Джули переходит на следующую тему, и я откидываюсь на спинку стула, переключая с нее внимание. То, что я пока выжидаю и не говорю Майлзу, не считается обманом. По крайней мере, не должно.
Я добираюсь домой на канатном трамвае и открываю дверь ключом. Дома никого нет. Папа сегодня присматривает за учениками, которых оставили в школе после уроков, а это значит, что дома его не будет еще как минимум час. Ноги сами несут меня в комнату родителей. На стенах висят репродукции картин: Фриды Кало на одной стене и Баския на другой. Вторая похожа на какие-то каракули, но папа всегда злится, когда я так говорю.
Я плюхаюсь на кровать. Последний раз я спала с ними, когда была совсем маленькая, лет в шесть или семь. Но, даже просто находясь здесь, я чувствую себя ближе к ним. Мне даже кажется, что я чуточку ближе к моей биологической маме. Тут родители хранят бумаги об удочерении: юридические документы, письма и несколько фотоальбомов. Это все, что у меня о ней есть. Раньше я об этом никогда не грузилась. Да и сейчас не то чтобы сильно гружусь. Просто очень хочется с ней поговорить.

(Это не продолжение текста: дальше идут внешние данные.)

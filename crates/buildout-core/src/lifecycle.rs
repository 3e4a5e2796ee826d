use crate::CoreError;
use serde::Serialize;
use std::fmt;

/// Where a part stands during a run.
///
/// `Failed` is transient: the attempt's side effects are rolled back and
/// the part returns to `Absent`.
#[derive(Debug, Clone, Copy, PartialEq, Eq, Serialize)]
pub enum PartState {
    Absent,
    Installed,
    Updated,
    Failed,
    Uninstalled,
}

impl fmt::Display for PartState {
    fn fmt(&self, f: &mut fmt::Formatter<'_>) -> fmt::Result {
        f.write_str(match self {
            PartState::Absent => "absent",
            PartState::Installed => "installed",
            PartState::Updated => "updated",
            PartState::Failed => "failed",
            PartState::Uninstalled => "uninstalled",
        })
    }
}

pub fn validate_transition(from: PartState, to: PartState) -> Result<(), CoreError> {
    let valid = matches!(
        (from, to),
        (PartState::Absent | PartState::Uninstalled, PartState::Installed)
            | (
                PartState::Installed | PartState::Updated,
                PartState::Updated | PartState::Uninstalled
            )
            | (
                PartState::Absent | PartState::Installed | PartState::Updated,
                PartState::Failed
            )
            | (PartState::Failed | PartState::Uninstalled, PartState::Absent)
    );

    if valid {
        Ok(())
    } else {
        Err(CoreError::InvalidTransition { from, to })
    }
}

Что она чувствовала, когда узнала, что у нее ВИЧ? А когда узнала, что беременна мной? Я никогда об этом раньше не задумывалась. Что случилось с ее парнем? Он ее бросил? Семья от нее отвернулась? А друзья? Хотелось бы думать, что вокруг мамы были люди, которые ее любили, которые помогли ей выбраться из беды. Но как было на самом деле, я просто не знаю.
Чаще всего я ненавижу о ней думать. И ненавижу саму мысль, что я не просто дочь двух отцов. Звучит ужасно, да? Просто меня злит, что я ничего не чувствую к женщине, которая меня создала и которая, скорее всего, хотела от меня избавиться.
Я закусываю губу. По идее, дети должны чувствовать связь со своей биологической матерью, чувствовать хоть что-то. Я слышала истории о том, как дети ищут этих женщин и находят в других странах, как они обнимаются и любят друг друга, даже не говоря на одном языке.
С этой женщиной меня связывают всего две вещи: она меня родила, и она передала мне ВИЧ. Я никогда раньше не хотела с ней поговорить, но сейчас мне впервые хочется, чтобы она была рядом. Она поняла бы мои тревоги лучше, чем родители. Может, даже знала бы, что делать. Будь она рядом, я бы не чувствовала себя такой одинокой.
Я прижимаю колени к груди и начинаю плакать.